Nice sunny day here although still wearing sweaters. Knitted front of a cardigan for my little grandaughter. Also cast on and knitted rib of 4 ply cream second sock.


----------



## Lurker 2 (Sep 2, 2011)

mayane said:


> Hi Myfanwy, I live in Kaiwaka, which is 10 minutes north of the new Auckland boundary, ie north of Te Hana. My nearest Spotlight is in Whangarei which is 61 kms from me. I usually do this kind of shopping when we go grocery shopping, to either my parents in Mt Roskill or Whangarei. It's amazing on these trips how hard the credit card gets hit, and not just for my craft work...........
> 
> 
> myfanwy said:
> ...


sorry about the grumble, it's just that my normal method of transport is the public bus system, and that adds 1/2 an hour at least, usually more. Although I would have to acknowledge I am grateful to Winston Peters for my Gold Card- long may it last!! I am very close to Homai Interchange and can catch one of two bus routes, or walk for the train, so I really should not complain. The big issue is we got married recently [for the second time] and have taken a substantial cut in income- it is a bit illogical- but who can say with our Parliamentary system?!...
are you getting much of the wind? it sounds bad Taranaki way.


----------



## Deb55 (Feb 21, 2012)

Today I shopped for yarn for a class I hope to take next week.


----------



## LizzyM (Mar 13, 2011)

Warm, humid and rainy here in eastern NC. I finished my first sock. Not perfect, but I'm happy!


----------



## Jeanie L (Sep 27, 2011)

Cindy M, That is darling you did a great job..


----------



## FrannyGrace (Dec 25, 2011)

I had a wonderful yarn day. last night I finished the sampler from The Sweater Workshop book and after coffee with friends (one of which gave me a small bag of her unwanted yarn--yum!) I went to the Library & picked up the books Wild Tea Cosies (fun!) and Morehouse Farm Merino Knits. THEN I went to the thriftstore and got three bags to store my yarn and projects in and picked up some darling baby weight yarn--I think enough for a baby sweater.
I went home and frogged the sampler (I don't plan on wasting any yarn on a sampler!) and wound the yarn into balls and put it in my new bags.
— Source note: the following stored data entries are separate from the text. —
//! Bootstrap seed resolution tests with a mocked DNS resolver.

use std::collections::HashMap;
use std::sync::Arc;

use p2pos_types::PeerId;

use crate::NodeError;
use crate::bootstrap::{SeedEntry, SeedKind, SeedResolver, TxtResolver, parse_txt_record};

struct MockTxtResolver {
    records: HashMap<String, Vec<String>>,
}

impl MockTxtResolver {
    fn new(entries: &[(&str, &[&str])]) -> Arc<Self> {
        let mut records = HashMap::new();
        for (name, values) in entries {
            records.insert(
                name.to_string(),
                values.iter().map(|v| v.to_string()).collect(),
            );
        }
        Arc::new(Self { records })
    }
}

#[async_trait::async_trait]
impl TxtResolver for MockTxtResolver {
    async fn lookup_txt(&self, name: &str) -> Result<Vec<String>, NodeError> {
        self.records
            .get(name)
            .cloned()
            .ok_or_else(|| NodeError::Resolve(format!("NXDOMAIN {name}")))
    }
}

fn peer(n: u8) -> PeerId {
    PeerId::from([n; 32])
}

// ---------------------------------------------------------------------------
// TXT record parsing
// ---------------------------------------------------------------------------

#[test]
fn test_parse_txt_record_variants() {
    let id = peer(1);
    let addr = format!("{id}@192.0.2.1:4100");

    assert_eq!(parse_txt_record(&addr), Some(addr.clone()));
    assert_eq!(parse_txt_record(&format!("dnsaddr={addr}")), Some(addr.clone()));
    assert_eq!(
        parse_txt_record(&format!("dnsaddr=\"{addr}\"")),
        Some(addr.clone())
    );
    assert_eq!(parse_txt_record(&format!("  \"{addr}\"  ")), Some(addr));
    assert_eq!(parse_txt_record(""), None);
    assert_eq!(parse_txt_record("dnsaddr="), None);
    assert_eq!(parse_txt_record("\"\""), None);
}

// ---------------------------------------------------------------------------
// Seed resolution
// ---------------------------------------------------------------------------

#[tokio::test]
async fn test_dns_seed_prefers_dnsaddr_subdomain() {
    let seed_peer = peer(2);
    let dns = MockTxtResolver::new(&[
        (
            "_dnsaddr.cluster.example",
            &[&format!("dnsaddr={seed_peer}@192.0.2.2:4100") as &str],
        ),
        ("cluster.example", &[&format!("{}@198.51.100.9:9", peer(9)) as &str]),
    ]);
    let resolver = SeedResolver::new(
        peer(1),
        vec![SeedEntry {
            kind: SeedKind::Dns,
            address: "cluster.example".to_string(),
        }],
        dns,
    );

    let targets = resolver.resolve().await;
    assert_eq!(targets.len(), 1);
    assert_eq!(targets[0].peer_id, seed_peer);
    assert_eq!(targets[0].addrs, vec!["192.0.2.2:4100".parse().unwrap()]);
}

#[tokio::test]
async fn test_dns_seed_falls_back_to_bare_domain() {
    let seed_peer = peer(3);
    let dns = MockTxtResolver::new(&[(
        "cluster.example",
        &[&format!("{seed_peer}@192.0.2.3:4100") as &str],
    )]);
    let resolver = SeedResolver::new(
        peer(1),
        vec![SeedEntry {
            kind: SeedKind::Dns,
            address: "cluster.example".to_string(),
        }],
        dns,
    );

    let targets = resolver.resolve().await;
    assert_eq!(targets.len(), 1);
    assert_eq!(targets[0].peer_id, seed_peer);
}

#[tokio::test]
async fn test_candidates_merge_by_peer_id() {
    let seed_peer = peer(4);
    let dns = MockTxtResolver::new(&[(
        "_dnsaddr.cluster.example",
        &[
            &format!("dnsaddr={seed_peer}@192.0.2.4:4100") as &str,
            &format!("dnsaddr={seed_peer}@[2001:db8::4]:4100") as &str,
        ],
    )]);
    let resolver = SeedResolver::new(
        peer(1),
        vec![
            SeedEntry {
                kind: SeedKind::Dns,
                address: "cluster.example".to_string(),
            },
            // The same peer again as a literal seed with a third address.
            SeedEntry {
                kind: SeedKind::Multiaddr,
                address: format!("{seed_peer}@203.0.113.4:4100"),
            },
        ],
        dns,
    );

    let targets = resolver.resolve().await;
    assert_eq!(targets.len(), 1);
    assert_eq!(targets[0].addrs.len(), 3);
}

#[tokio::test]
async fn test_own_peer_id_is_skipped() {
    let local = peer(1);
    let dns = MockTxtResolver::new(&[]);
    let resolver = SeedResolver::new(
        local,
        vec![SeedEntry {
            kind: SeedKind::Multiaddr,
            address: format!("{local}@192.0.2.1:4100"),
        }],
        dns,
    );

    assert!(resolver.resolve().await.is_empty());
}

#[tokio::test]
async fn test_invalid_entries_are_skipped_not_fatal() {
    let seed_peer = peer(5);
    let dns = MockTxtResolver::new(&[(
        "_dnsaddr.cluster.example",
        &[
            "dnsaddr=garbage",
            &format!("dnsaddr={seed_peer}@192.0.2.5:4100") as &str,
        ],
    )]);
    let resolver = SeedResolver::new(
        peer(1),
        vec![
            SeedEntry {
                kind: SeedKind::Multiaddr,
                address: "not-a-target".to_string(),
            },
            SeedEntry {
                kind: SeedKind::Dns,
                address: "cluster.example".to_string(),
            },
        ],
        dns,
    );

    let targets = resolver.resolve().await;
    assert_eq!(targets.len(), 1);
    assert_eq!(targets[0].peer_id, seed_peer);
}

#[tokio::test]
async fn test_failed_dns_seed_is_skipped() {
    let seed_peer = peer(6);
    let dns = MockTxtResolver::new(&[]);
    let resolver = SeedResolver::new(
        peer(1),
        vec![
            SeedEntry {
                kind: SeedKind::Dns,
                address: "missing.example".to_string(),
            },
            SeedEntry {
                kind: SeedKind::Multiaddr,
                address: format!("{seed_peer}@192.0.2.6:4100"),
            },
        ],
        dns,
    );

    let targets = resolver.resolve().await;
    assert_eq!(targets.len(), 1);
    assert_eq!(targets[0].peer_id, seed_peer);
}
I was going to take a picture of the sampler but I was so eager to get frogging I forgot. My sampler wasn't really like the one in the book. I used what I had so it came out a lot larger, but fun and I learned a lot.


----------



## lorraine927 (Feb 17, 2011)

worked on using up my stash by working on Peaceful Shawl - i think its on kp, but found it on google too. this is my third project with this pattern. the weather in central indiana was cool and rainy with thunderstorms. thankfully, we did not get the tornadoes that were in southern indiana which caused lots of damage and four deaths. the wind is blowing like crazy now! possibly snow tomorrow.


----------



## yona (Feb 7, 2011)

Working on a dress for my GD, just seamed up shoulders w/the Kitchener stitch,looks nice and smooth. I'm designing it as I go along, now to making the sleeves.


----------



## snappy25 (Jun 7, 2011)

Cindy M said:


> I reknit the hood on my grandbaby's sweater for the third time. Adding hoods to sweaters is a new skill I'm learning. But it looks good now. Only needs the ends woven in and buttons sewn on.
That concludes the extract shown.